▶ Exercise brief
Your task is to copy each line of the material that holds the word "Encodable".

__________________________________________________

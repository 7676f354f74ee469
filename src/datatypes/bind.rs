use crate::codec::{
    CodecError, Decodable, Encodable, decode_cstring, decode_optional_cstring, decode_u8,
    encode_cstring, limits,
};
use crate::datatypes::{NumericPlanIndicator, TypeOfNumber};
use bytes::{BufMut, BytesMut};
use std::io::Cursor;

/// SMPP v3.4 interface version advertised in binds.
pub const INTERFACE_VERSION_34: u8 = 0x34;

/// Direction requested by a bind.
#[derive(Debug, Clone, Copy, PartialEq, Eq)]
pub enum BindType {
    Receiver,
    Transmitter,
    Transceiver,
}

/// Body shared by bind_receiver, bind_transmitter and bind_transceiver.
#[derive(Clone, Debug, PartialEq)]
pub struct BindRequest {
    /// Identifies the ESME requesting to bind. Max 15 octets.
    pub system_id: String,

    /// Authenticates the ESME. Max 8 octets.
    pub password: String,

    /// Identifies the type of ESME system. Max 12 octets.
    pub system_type: String,

    pub interface_version: u8,
    pub addr_ton: TypeOfNumber,
    pub addr_npi: NumericPlanIndicator,

    /// Addresses served by the ESME when bound as receiver. Max 40 octets.
    pub address_range: String,
}

impl BindRequest {
    pub fn new(system_id: impl Into<String>, password: impl Into<String>) -> Self {
        Self {
            system_id: system_id.into(),
            password: password.into(),
            system_type: String::new(),
            interface_version: INTERFACE_VERSION_34,
            addr_ton: TypeOfNumber::Unknown,
            addr_npi: NumericPlanIndicator::Unknown,
            address_range: String::new(),
        }
    }

    pub fn with_system_type(mut self, system_type: impl Into<String>) -> Self {
        self.system_type = system_type.into();
        self
    }
}

impl Encodable for BindRequest {
    fn encode(&self, buf: &mut BytesMut) -> Result<(), CodecError> {
        encode_cstring(buf, &self.system_id, limits::SYSTEM_ID, "system_id")?;
        encode_cstring(buf, &self.password, limits::PASSWORD, "password")?;
        encode_cstring(buf, &self.system_type, limits::SYSTEM_TYPE, "system_type")?;
        buf.put_u8(self.interface_version);
        buf.put_u8(self.addr_ton as u8);
        buf.put_u8(self.addr_npi as u8);
        encode_cstring(buf, &self.address_range, limits::ADDRESS_RANGE, "address_range")
    }
}

impl Decodable for BindRequest {
    fn decode(buf: &mut Cursor<&[u8]>) -> Result<Self, CodecError> {
        Ok(Self {
            system_id: decode_cstring(buf, "system_id")?,
            password: decode_cstring(buf, "password")?,
            system_type: decode_cstring(buf, "system_type")?,
            interface_version: decode_u8(buf, "interface_version")?,
            addr_ton: TypeOfNumber::from_byte(decode_u8(buf, "addr_ton")?),
            addr_npi: NumericPlanIndicator::from_byte(decode_u8(buf, "addr_npi")?),
            address_range: decode_cstring(buf, "address_range")?,
        })
    }
}

/// Body of every bind_*_resp. Optional parameters after system_id are skipped.
#[derive(Clone, Debug, Default, PartialEq)]
pub struct BindResponse {
    pub system_id: String,
}

impl BindResponse {
    pub fn new(system_id: impl Into<String>) -> Self {
        Self {
            system_id: system_id.into(),
        }
    }
}

impl Encodable for BindResponse {
    fn encode(&self, buf: &mut BytesMut) -> Result<(), CodecError> {
        encode_cstring(buf, &self.system_id, limits::SYSTEM_ID, "system_id")
    }
}

impl Decodable for BindResponse {
    fn decode(buf: &mut Cursor<&[u8]>) -> Result<Self, CodecError> {
        Ok(Self {
            system_id: decode_optional_cstring(buf, "system_id")?,
        })
    }
}

#[cfg(test)]
mod tests {
    use super::*;

    #[test]
    fn password_longer_than_eight_octets_is_rejected() {
        let mut buf = BytesMut::new();
        let err = BindRequest::new("user", "secure_password_123")
            .encode(&mut buf)
            .unwrap_err();
        assert!(matches!(err, CodecError::FieldValidation { field: "password", .. }));
    }

    #[test]
    fn missing_fixed_field_is_truncation() {
        let data = b"id\0pw\0type\0";
        let mut cursor = Cursor::new(&data[..]);
        assert!(matches!(
            BindRequest::decode(&mut cursor),
            Err(CodecError::Truncated { field: "interface_version" })
        ));
    }
}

__________________________________________________

▶ Task output
    CodecError, Decodable, Encodable, decode_cstring, decode_optional_cstring, decode_u8,
impl Encodable for BindRequest {
impl Encodable for BindResponse {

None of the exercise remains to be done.